Data supplied:
//! Job failures and outcomes.

use thiserror::Error;

use crate::Amount;
use crate::job::CancelReason;
use crate::ledger::LedgerError;
use crate::scoring::ScoringError;

/// Reason a job ended without committing a terminal state.
#[derive(Debug, Clone, PartialEq, Eq, Error)]
pub enum JobError {
    #[error("scoring failed: {0}")]
    Scoring(#[from] ScoringError),

    #[error("ledger write failed: {0}")]
    Ledger(#[from] LedgerError),

    #[error("job timed out before reaching a terminal state")]
    TimedOut,

    #[error("job cancelled")]
    Cancelled,
}

impl From<CancelReason> for JobError {
    fn from(reason: CancelReason) -> Self {
        match reason {
            CancelReason::Deadline => JobError::TimedOut,
            CancelReason::Aborted => JobError::Cancelled,
        }
    }
}

/// How a job ended.
#[derive(Debug, Clone, PartialEq, Eq)]
pub enum JobOutcome {
    /// Committed `PROCESSED` and credited `accrual`.
    Processed { accrual: Amount },
    /// Committed `INVALID`.
    Invalid,
    /// Aborted; the order keeps its last committed status.
    Failed(JobError),
}

impl JobOutcome {
    pub fn is_terminal(&self) -> bool {
        !matches!(self, JobOutcome::Failed(_))
    }
}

Your assignment:
Could you copy each line in the listing above that includes the word "Clone"?

Response to this exercise:
#[derive(Debug, Clone, PartialEq, Eq, Error)]
#[derive(Debug, Clone, PartialEq, Eq)]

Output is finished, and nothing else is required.